Objective: To assess whether a 65 hrs/wk shift-work schedule combined with structured sign-out curriculum is equivalent to a 65 hrs/wk traditional day coverage with night call schedule, as measured by multiple assessments.

Design: Eight-month trial of shift-work schedule with structured sign-out curriculum (intervention) vs. traditional call schedule without curriculum (control) in alternating 1–2 month periods.

Setting: A mixed medical–surgical intensive care unit at a tertiary care academic center.

Subjects: Primary subjects: 19 fellows in a Multidisciplinary Critical Care Training Program; Secondary subjects: intensive care unit nurses and attending physicians, families of intensive care unit patients.

Interventions: Implementation of shift-work schedule, combined with structured sign-out curriculum.

Measurements: Workplace perception assessment through Continuity of Care Survey evaluation by faculty, fellows, and nurses through structured surveys; family assessment by the Critical Care Family Needs Index survey; clinical assessment through intensive care unit mortality, intensive care unit length of stay, and intensive care unit readmission within 48 hrs; and educational impact assessment by rate of fellow didactic lecture attendance.

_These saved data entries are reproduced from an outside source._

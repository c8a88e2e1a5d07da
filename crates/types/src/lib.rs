//! Validated primitive types shared across the clinical artifacts workspace.

/// Errors that can occur when creating validated text types.
#[derive(Debug, thiserror::Error)]
pub enum TextError {
    /// The input text was empty or contained only whitespace
    #[error("Text cannot be empty")]
    Empty,
}

/// A string type that guarantees non-empty content.
///
/// This type wraps a `String` and ensures it contains at least one non-whitespace character.
/// The input is automatically trimmed of leading and trailing whitespace during construction.
///
/// Indicator names, test names and patient display names arrive as free text from upstream
/// systems; wrapping them here keeps the "blank means absent" rule in one place.
#[derive(Debug, Clone, PartialEq, Eq, Hash)]
pub struct NonEmptyText(String);

impl NonEmptyText {
    /// Creates a new `NonEmptyText` from the given input.
    ///
    /// # Errors
    ///
    /// Returns `Err(TextError::Empty)` if the trimmed input is empty.
    pub fn new(input: impl AsRef<str>) -> Result<Self, TextError> {
        let trimmed = input.as_ref().trim();
        if trimmed.is_empty() {
            return Err(TextError::Empty);
        }
        Ok(Self(trimmed.to_owned()))
    }

    /// Creates a `NonEmptyText` from optional input, mapping blank or missing values to `None`.
    pub fn from_optional(input: Option<&str>) -> Option<Self> {
        input.and_then(|s| Self::new(s).ok())
    }

    /// Returns the inner string as a string slice.
    pub fn as_str(&self) -> &str {
        &self.0
    }
}

impl std::fmt::Display for NonEmptyText {
    fn fmt(&self, f: &mut std::fmt::Formatter<'_>) -> std::fmt::Result {
        write!(f, "{}", self.0)
    }
}

impl AsRef<str> for NonEmptyText {
    fn as_ref(&self) -> &str {
        &self.0
    }
}

impl serde::Serialize for NonEmptyText {
    fn serialize<S>(&self, serializer: S) -> Result<S::Ok, S::Error>
    where
        S: serde::Serializer,
    {
        serializer.serialize_str(&self.0)
    }
}

impl<'de> serde::Deserialize<'de> for NonEmptyText {
    fn deserialize<D>(deserializer: D) -> Result<Self, D::Error>
    where
        D: serde::Deserializer<'de>,
    {
        let s = String::deserialize(deserializer)?;
        NonEmptyText::new(&s).map_err(serde::de::Error::custom)
    }
}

Main Results: There were no statistically significant differences in surveyed perceptions of continuity of care, intensive care unit mortality (8.5% vs. 6.0%, p = .20), lecture attendance (43% vs. 42%), or family satisfaction (Critical Care Family Needs Index score 24 vs. 22) between control and intervention periods. There was a significant decrease in intensive care unit length of stay (8.4 vs. 5.7 days, p = .04) with the shift model. Readmissions within 48 hrs were not different (3.6% vs. 4.9%, p = .39). Nurses preferred the intervention period (7% control vs. 73% intervention, n = 30, p = .00), and attending faculty preferred the intervention period and felt continuity of care was maintained (15% control vs. 54% intervention, n = 11, p = .15).

Conclusions: A shift-work schedule with structured sign-out curriculum is a viable alternative to traditional work schedules for the intensive care unit in training programs.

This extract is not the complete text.